Desse modo, numa época em que a maioria dos aprendizes era recrutada pela polícia, João Cândido alistou-se com o número 40 na Marinha do Brasil (1894), aos 13 anos de idade, ingressando como grumete a 10 de dezembro de 1895, fazendo a sua primeira viagem como Aprendiz de Marinheiro[1].
Em 1908, para acompanhar o final da construção de navios de guerra encomendados pelo governo brasileiro, João Cândido foi enviado para a Inglaterra, onde tomou conhecimento do movimento realizado pelos marinheiros britânicos entre 1903 e 1906, reivindicando melhores condições de trabalho.
O movimento dos marinheiros da Armada
O uso da chibata como castigo na Armada brasileira já havia sido abolido em um dos primeiros atos do regime republicano, o decreto número 2, de 16 de Novembro de 1889, assinado pelo então presidente marechal Deodoro da Fonseca. Todavia, o castigo cruel continuava de fato a ser aplicado, a critério dos oficiais. Num contingente de 90% de negros e mulatos, centenas de marujos continuavam a ter seus corpos retalhados pela chibata, como no tempo da escravidão. Entre os marinheiros, insatisfeitos com os baixos soldos, com a má alimentação e, principalmente, com os degradantes castigos corporais, crescia o clima de tensão.
Ainda na Grã-Bretanha, e depois, ao retornarem ao Brasil, os marinheiros que lá estiveram para acompanhar a construção dos encouraçados Minas Gerais e São Paulo, iniciaram um movimento conspiratório com vistas a tomar uma atitude mais efetiva no sentido de acabar com a Chibata na Marinha de Guerra.
As eleições presidenciais de 1910, embora vencidas pelo candidato situacionista marechal Hermes da Fonseca, expressaram o descontentamento da sociedade com o regime vigente. O candidato oposicionista, Rui Barbosa, realizou intensa campanha eleitoral, reforçando a esperança de transformações do povo brasileiro.
Esgotadas as tentativas pacíficas e propositivas dos marinheiros, incluindo uma audiência de João Cândido no Gabinete do presidente anterior, Nilo Peçanha, os marinheiros decidiram que iriam fazer um motim pelo fim do uso da chibata em 25 de Novembro de 1910.

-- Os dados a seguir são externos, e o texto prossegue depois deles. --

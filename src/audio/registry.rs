use dashmap::{mapref::entry::Entry, DashMap};
use serenity::model::id::GuildId;
use std::sync::Arc;
use tracing::{debug, info};

use super::session::GuildPlaybackSession;

/// Process-wide map from guild to its live playback session.
///
/// Backed by a sharded [`DashMap`], so commands for different guilds never
/// wait on each other. Both the command layer (create) and a session's own
/// playback loop (self-remove on teardown) mutate it.
#[derive(Default)]
pub struct SessionRegistry {
    sessions: DashMap<GuildId, Arc<GuildPlaybackSession>>,
}

impl SessionRegistry {
    pub fn new() -> Self {
        Self::default()
    }

    /// The live session for `guild_id`, if any.
    pub fn get(&self, guild_id: GuildId) -> Option<Arc<GuildPlaybackSession>> {
        self.sessions
            .get(&guild_id)
            .map(|entry| entry.value().clone())
            .filter(|session| session.is_live())
    }

    /// Returns the live session or stores the one built by `on_create`.
    /// A session left behind in `Disconnecting` is replaced, and its
    /// replacement connects only after it has released the voice connection.
    pub fn get_or_create<F>(&self, guild_id: GuildId, on_create: F) -> Arc<GuildPlaybackSession>
    where
        F: FnOnce() -> Arc<GuildPlaybackSession>,
    {
        match self.sessions.entry(guild_id) {
            Entry::Occupied(entry) if entry.get().is_live() => entry.get().clone(),
            Entry::Occupied(mut entry) => {
                debug!("Reemplazando sesión terminada en guild {}", guild_id);
                let session = on_create();
                session.replaces(entry.insert(session.clone()));
                session
            }
            Entry::Vacant(entry) => {
                let session = on_create();
                entry.insert(session.clone());
                info!("🆕 Sesión creada para guild {}", guild_id);
                session
            }
        }
    }

    /// Idempotent; removing a missing guild is a no-op.
    pub fn remove(&self, guild_id: GuildId) -> Option<Arc<GuildPlaybackSession>> {
        self.sessions.remove(&guild_id).map(|(_, session)| session)
    }

    /// Removes `session` only if it is still the one stored for its guild,
    /// so a late teardown never evicts its replacement.
    pub fn remove_session(&self, session: &GuildPlaybackSession) -> bool {
        let removed = self
            .sessions
            .remove_if(&session.guild_id(), |_, stored| {
                std::ptr::eq(Arc::as_ptr(stored), session)
            })
            .is_some();
        if removed {
            debug!("Sesión de guild {} eliminada del registro", session.guild_id());
        }
        removed
    }

    pub fn len(&self) -> usize {
        self.sessions.len()
    }

    pub fn is_empty(&self) -> bool {
        self.sessions.is_empty()
    }

    /// Stops every session; used on process shutdown.
    pub async fn shutdown_all(&self) -> usize {
        if self.is_empty() {
            info!("🧹 No hay sesiones activas que cerrar");
            return 0;
        }
        info!("🧹 Cerrando {} sesiones...", self.len());

        let sessions: Vec<_> = self
            .sessions
            .iter()
            .map(|entry| entry.value().clone())
            .collect();

        let stopped = futures::future::join_all(sessions.iter().map(|s| s.shutdown()))
            .await
            .into_iter()
            .filter(|stopped| *stopped)
            .count();

        info!("🧹 {} sesiones cerradas", stopped);
        stopped
    }
}
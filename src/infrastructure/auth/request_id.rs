use axum::{extract::Request, http::HeaderValue, middleware::Next, response::Response};
use tracing::Instrument;
use uuid::Uuid;

pub const X_REQUEST_ID: &str = "x-request-id";

const MAX_INBOUND_ID_LEN: usize = 128;

/// Tag every request with an id, reusing a sane caller-supplied one,
/// and echo it back in the response headers
pub async fn request_id_middleware(request: Request, next: Next) -> Response {
    let request_id = request
        .headers()
        .get(X_REQUEST_ID)
        .and_then(|v| v.to_str().ok())
        .filter(|v| !v.is_empty() && v.len() <= MAX_INBOUND_ID_LEN)
        .map(str::to_string)
        .unwrap_or_else(|| Uuid::new_v4().to_string());

    let span = tracing::info_span!("request", request_id = %request_id);
    let mut response = next.run(request).instrument(span).await;

    if let Ok(header_value) = HeaderValue::from_str(&request_id) {
        response.headers_mut().insert(X_REQUEST_ID, header_value);
    }

    response
}
pub mod error_details;

use anyhow::Context;
use axum::{
    extract::DefaultBodyLimit,
    http::{
        header::{AUTHORIZATION, CONTENT_TYPE},
        HeaderName, HeaderValue, Method,
    },
    middleware,
    response::{IntoResponse, Response},
    routing::{get, post},
    Router,
};
use std::{net::SocketAddr, sync::Arc, time::Duration};
use tower_governor::{
    governor::GovernorConfigBuilder, key_extractor::SmartIpKeyExtractor, GovernorError,
    GovernorLayer,
};
use tower_http::{
    catch_panic::CatchPanicLayer,
    cors::{AllowOrigin, Any, CorsLayer},
    set_header::SetResponseHeaderLayer,
    trace::TraceLayer,
};

use crate::{
    controllers::{
        access_token::AccessTokenController, fallback, health, tts::TtsController,
        voice::VoiceController,
    },
    domain::{access_token::AccessTokenService, tts::TtsService, voice::VoiceService},
    error::{panic_response, AppError},
    infrastructure::{
        auth::{cartesia_auth_middleware, request_id_middleware},
        config::Config,
        repositories::{
            CartesiaAccessTokenRepository, CartesiaClient, CartesiaTtsRepository,
            CartesiaVoiceRepository, NoopVoiceCache, RetryPolicy,
        },
    },
};
use error_details::error_details_middleware;

pub const MAX_BODY_BYTES: usize = 10 * 1024 * 1024;

/// Controllers the router dispatches to
pub struct Controllers {
    pub tts: Arc<TtsController>,
    pub voice: Arc<VoiceController>,
    pub access_token: Arc<AccessTokenController>,
}

/// Wire repositories, services and controllers for the given configuration
pub fn create_app(config: Arc<Config>) -> anyhow::Result<Router> {
    // === DEPENDENCY INJECTION SETUP ===
    // 1. Provider client and repositories
    let client = CartesiaClient::from_config(&config).context("failed to build Cartesia client")?;
    let retry_policy = RetryPolicy::new(
        config.cartesia_max_attempts,
        Duration::from_millis(config.cartesia_retry_base_delay_ms),
    );

    let tts_repo = Arc::new(CartesiaTtsRepository::new(client.clone(), retry_policy));
    let voice_repo = Arc::new(CartesiaVoiceRepository::new(client.clone()));
    let token_repo = Arc::new(CartesiaAccessTokenRepository::new(client));

    // 2. Services
    let tts_service = Arc::new(TtsService::new(tts_repo));
    let voice_service = Arc::new(VoiceService::new(voice_repo, Arc::new(NoopVoiceCache)));
    let token_service = Arc::new(AccessTokenService::new(token_repo));

    // 3. Controllers
    let controllers = Controllers {
        tts: Arc::new(TtsController::new(tts_service)),
        voice: Arc::new(VoiceController::new(voice_service)),
        access_token: Arc::new(AccessTokenController::new(token_service)),
    };

    build_router(config, controllers)
}

/// Routes plus the cross-cutting layers
pub fn build_router(config: Arc<Config>, controllers: Controllers) -> anyhow::Result<Router> {
    // Synthesis checks the body before the credential, so no auth layer here
    let tts_routes = Router::new()
        .route("/api/tts", post(TtsController::synthesize))
        .with_state(controllers.tts);

    // Pass-through routes require the version header and a bearer credential
    let voice_routes = Router::new()
        .route("/cartesia/voices", get(VoiceController::list_voices))
        .route("/cartesia/voices/:id", get(VoiceController::get_voice))
        .with_state(controllers.voice)
        .route_layer(middleware::from_fn(cartesia_auth_middleware));

    let token_routes = Router::new()
        .route(
            "/cartesia/auth/access-token",
            post(AccessTokenController::generate),
        )
        .route(
            "/cartesia/auth/access-token/tts",
            post(AccessTokenController::generate_tts),
        )
        .route(
            "/cartesia/auth/access-token/stt",
            post(AccessTokenController::generate_stt),
        )
        .route(
            "/cartesia/auth/access-token/full",
            post(AccessTokenController::generate_full),
        )
        .with_state(controllers.access_token.clone())
        .route_layer(middleware::from_fn(cartesia_auth_middleware));

    // Local check, no credential needed
    let validate_routes = Router::new()
        .route(
            "/cartesia/auth/validate-token",
            post(AccessTokenController::validate_token),
        )
        .with_state(controllers.access_token);

    let app = Router::new()
        .route("/health", get(health::health))
        .merge(tts_routes)
        .merge(voice_routes)
        .merge(token_routes)
        .merge(validate_routes)
        .fallback(fallback::not_found)
        .layer(CatchPanicLayer::custom(panic_response))
        .layer(middleware::from_fn_with_state(
            config.clone(),
            error_details_middleware,
        ))
        .layer(DefaultBodyLimit::max(MAX_BODY_BYTES));

    let app = if config.rate_limit_enabled {
        with_rate_limit(app, &config)?
    } else {
        app
    };

    let app = app
        .layer(cors_layer(&config))
        .layer(SetResponseHeaderLayer::overriding(
            HeaderName::from_static("x-content-type-options"),
            HeaderValue::from_static("nosniff"),
        ))
        .layer(SetResponseHeaderLayer::overriding(
            HeaderName::from_static("x-frame-options"),
            HeaderValue::from_static("SAMEORIGIN"),
        ))
        .layer(SetResponseHeaderLayer::overriding(
            HeaderName::from_static("referrer-policy"),
            HeaderValue::from_static("no-referrer"),
        ))
        .layer(SetResponseHeaderLayer::overriding(
            HeaderName::from_static("x-dns-prefetch-control"),
            HeaderValue::from_static("off"),
        ))
        .layer(middleware::from_fn(request_id_middleware))
        .layer(TraceLayer::new_for_http());

    Ok(app)
}

/// Token bucket per client IP: `max` requests per window, refilled evenly
fn with_rate_limit(app: Router, config: &Config) -> anyhow::Result<Router> {
    let max_requests = config.rate_limit_max_requests.max(1);
    let replenish_secs = (config.rate_limit_window_secs / u64::from(max_requests)).max(1);

    let governor_config = GovernorConfigBuilder::default()
        .per_second(replenish_secs)
        .burst_size(max_requests)
        .key_extractor(SmartIpKeyExtractor)
        .error_handler(rate_limit_response)
        .finish()
        .context("invalid rate limit configuration")?;

    tracing::info!(
        max_requests,
        window_secs = config.rate_limit_window_secs,
        "Rate limiting enabled"
    );

    Ok(app.layer(GovernorLayer {
        config: Arc::new(governor_config),
    }))
}

/// Limiter rejections answer in the same envelope as every other error
fn rate_limit_response(error: GovernorError) -> Response {
    match error {
        GovernorError::TooManyRequests { wait_time, headers } => {
            tracing::warn!(wait_time, "Rate limit exceeded");
            let mut response = AppError::RateLimited(
                "Too many requests from this IP, please try again later.".to_string(),
            )
            .into_response();
            if let Some(headers) = headers {
                response.headers_mut().extend(headers);
            }
            response
        }
        GovernorError::UnableToExtractKey => {
            AppError::Internal("unable to determine client address".to_string()).into_response()
        }
        GovernorError::Other { msg, .. } => {
            AppError::Internal(msg.unwrap_or_else(|| "rate limiter failure".to_string()))
                .into_response()
        }
    }
}

fn cors_layer(config: &Config) -> CorsLayer {
    let origins = config.cors_allowed_origins.trim();
    let allow_origin = if origins == "*" {
        AllowOrigin::from(Any)
    } else {
        let list: Vec<HeaderValue> = origins
            .split(',')
            .filter_map(|s| s.trim().parse().ok())
            .collect();
        AllowOrigin::list(list)
    };

    CorsLayer::new()
        .allow_origin(allow_origin)
        .allow_methods([Method::GET, Method::POST, Method::OPTIONS])
        .allow_headers([
            AUTHORIZATION,
            CONTENT_TYPE,
            HeaderName::from_static("cartesia-version"),
        ])
        .expose_headers([
            HeaderName::from_static("x-cartesia-file-id"),
            HeaderName::from_static("x-request-id"),
        ])
}

/// Start the HTTP server with all routes configured
pub async fn start_http_server(config: Arc<Config>, app: Router) -> anyhow::Result<()> {
    let listener = tokio::net::TcpListener::bind(format!("{}:{}", config.host, config.port))
        .await
        .with_context(|| format!("failed to bind {}:{}", config.host, config.port))?;

    tracing::info!("Server listening on {}", listener.local_addr()?);

    axum::serve(
        listener,
        app.into_make_service_with_connect_info::<SocketAddr>(),
    )
    .await?;

    Ok(())
}
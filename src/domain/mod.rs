pub mod access_token;
pub mod shared;
pub mod tts;
pub mod voice;
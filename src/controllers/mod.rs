pub mod access_token;
pub mod fallback;
pub mod health;
pub mod tts;
pub mod voice;
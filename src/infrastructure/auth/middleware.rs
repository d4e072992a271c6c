use axum::{
    extract::Request,
    http::{header::AUTHORIZATION, HeaderMap},
    middleware::Next,
    response::Response,
};

use crate::error::AppError;
use crate::infrastructure::config::CARTESIA_API_VERSION;

pub const CARTESIA_VERSION_HEADER: &str = "cartesia-version";

const BEARER_PREFIX: &str = "Bearer ";

/// Caller credential injected into request extensions once the headers check out
#[derive(Clone)]
pub struct CartesiaCredentials {
    pub bearer_token: String,
}

impl std::fmt::Debug for CartesiaCredentials {
    fn fmt(&self, f: &mut std::fmt::Formatter<'_>) -> std::fmt::Result {
        f.debug_struct("CartesiaCredentials")
            .field("bearer_token", &"<redacted>")
            .finish()
    }
}

/// Pull the token out of `Authorization: Bearer <token>`
pub fn extract_bearer_token(headers: &HeaderMap) -> Result<String, AppError> {
    let auth_header = headers
        .get(AUTHORIZATION)
        .and_then(|v| v.to_str().ok())
        .filter(|v| !v.is_empty())
        .ok_or_else(|| AppError::Unauthorized("Authorization header is required".to_string()))?;

    let token = auth_header.strip_prefix(BEARER_PREFIX).ok_or_else(|| {
        AppError::Unauthorized("Authorization header must start with \"Bearer \"".to_string())
    })?;

    if token.trim().is_empty() {
        return Err(AppError::Unauthorized(
            "Authorization token is required".to_string(),
        ));
    }

    Ok(token.to_string())
}

/// The provider version header must carry the single pinned version
pub fn validate_api_version(headers: &HeaderMap) -> Result<(), AppError> {
    let version = headers
        .get(CARTESIA_VERSION_HEADER)
        .and_then(|v| v.to_str().ok())
        .filter(|v| !v.is_empty())
        .ok_or_else(|| AppError::Validation("Cartesia-Version header is required".to_string()))?;

    if version != CARTESIA_API_VERSION {
        return Err(AppError::Validation(format!(
            "Invalid Cartesia-Version. Expected: {}",
            CARTESIA_API_VERSION
        )));
    }

    Ok(())
}

/// Header check for the pass-through routes: version first, then credential
pub async fn cartesia_auth_middleware(
    mut request: Request,
    next: Next,
) -> Result<Response, AppError> {
    validate_api_version(request.headers())?;
    let bearer_token = extract_bearer_token(request.headers())?;

    request
        .extensions_mut()
        .insert(CartesiaCredentials { bearer_token });

    Ok(next.run(request).await)
}
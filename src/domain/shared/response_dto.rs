use serde::{Deserialize, Serialize};

/// Success envelope for JSON endpoints that wrap their payload
#[derive(Debug, Clone, Serialize, Deserialize)]
pub struct DataResponse<T> {
    pub success: bool,
    pub data: T,
}

impl<T> DataResponse<T> {
    pub fn new(data: T) -> Self {
        Self {
            success: true,
            data,
        }
    }
}
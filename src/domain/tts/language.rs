use serde::{Deserialize, Serialize};

/// Language codes accepted by the Cartesia synthesis endpoint
#[derive(Debug, Clone, Copy, PartialEq, Eq, Serialize, Deserialize)]
pub enum LanguageCode {
    #[serde(rename = "en")]
    English,
    #[serde(rename = "fr")]
    French,
    #[serde(rename = "de")]
    German,
    #[serde(rename = "es")]
    Spanish,
    #[serde(rename = "pt")]
    Portuguese,
    #[serde(rename = "zh")]
    Chinese,
    #[serde(rename = "ja")]
    Japanese,
    #[serde(rename = "hi")]
    Hindi,
    #[serde(rename = "it")]
    Italian,
    #[serde(rename = "ko")]
    Korean,
    #[serde(rename = "nl")]
    Dutch,
    #[serde(rename = "pl")]
    Polish,
    #[serde(rename = "ru")]
    Russian,
    #[serde(rename = "sv")]
    Swedish,
    #[serde(rename = "tr")]
    Turkish,
}

impl LanguageCode {
    pub const ALL: [LanguageCode; 15] = [
        LanguageCode::English,
        LanguageCode::French,
        LanguageCode::German,
        LanguageCode::Spanish,
        LanguageCode::Portuguese,
        LanguageCode::Chinese,
        LanguageCode::Japanese,
        LanguageCode::Hindi,
        LanguageCode::Italian,
        LanguageCode::Korean,
        LanguageCode::Dutch,
        LanguageCode::Polish,
        LanguageCode::Russian,
        LanguageCode::Swedish,
        LanguageCode::Turkish,
    ];

    /// Get the ISO 639-1 code as a string
    pub fn as_str(&self) -> &'static str {
        match self {
            LanguageCode::English => "en",
            LanguageCode::French => "fr",
            LanguageCode::German => "de",
            LanguageCode::Spanish => "es",
            LanguageCode::Portuguese => "pt",
            LanguageCode::Chinese => "zh",
            LanguageCode::Japanese => "ja",
            LanguageCode::Hindi => "hi",
            LanguageCode::Italian => "it",
            LanguageCode::Korean => "ko",
            LanguageCode::Dutch => "nl",
            LanguageCode::Polish => "pl",
            LanguageCode::Russian => "ru",
            LanguageCode::Swedish => "sv",
            LanguageCode::Turkish => "tr",
        }
    }

    pub fn from_code(code: &str) -> Option<Self> {
        Self::ALL.into_iter().find(|lang| lang.as_str() == code)
    }

    /// Comma separated list of every accepted code
    pub fn supported_codes() -> String {
        Self::ALL
            .iter()
            .map(|lang| lang.as_str())
            .collect::<Vec<_>>()
            .join(", ")
    }
}

impl std::fmt::Display for LanguageCode {
    fn fmt(&self, f: &mut std::fmt::Formatter<'_>) -> std::fmt::Result {
        write!(f, "{}", self.as_str())
    }
}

Entretanto, em 16 de novembro, um dia após a posse do marechal Hermes da Fonseca, o marinheiro Marcelino Rodrigues de Menezes foi punido com 250 chibatadas, que não se interromperam nem mesmo com o desmaio do mesmo, conforme noticiado pelos jornais da época, aplicadas na presença de toda a tripulação do Encouraçado Minas Gerais, nau capitânea da Armada. Este fato antecipou a data programada para o motim, de 25 para 22 de Novembro de 1910.
Revolta da Chibata
No dia 22 de novembro de 1910, João Cândido deu início ao levante, assumindo o comando do Minas Gerais, pleiteando a abolição dos castigos corporais na Marinha de Guerra brasileira. Foi designado à época, pela imprensa, como Almirante Negro. Por quatro dias, os navios de guerra Minas Gerais, São Paulo, Bahia e Deodoro apontaram os seus canhões para a Capital Federal. No ultimato dirigido ao Presidente Hermes da Fonseca, os revoltosos declararam: "Nós, marinheiros, cidadãos brasileiros e republicanos, não podemos mais suportar a escravidão na Marinha brasileira". Embora a rebelião tenha terminado com o compromisso do governo federal em acabar com o emprego da chibata na Marinha e de conceder anistia aos revoltosos, João Cândido e os demais implicados foram detidos.
Expulsão da Marinha
Pouco tempo depois, a eclosão de um novo levante entre os marinheiros, agora no quartel da ilha das Cobras, no Rio de Janeiro, em 9 de Dezembro de 1910, foi reprimida pelas autoridades.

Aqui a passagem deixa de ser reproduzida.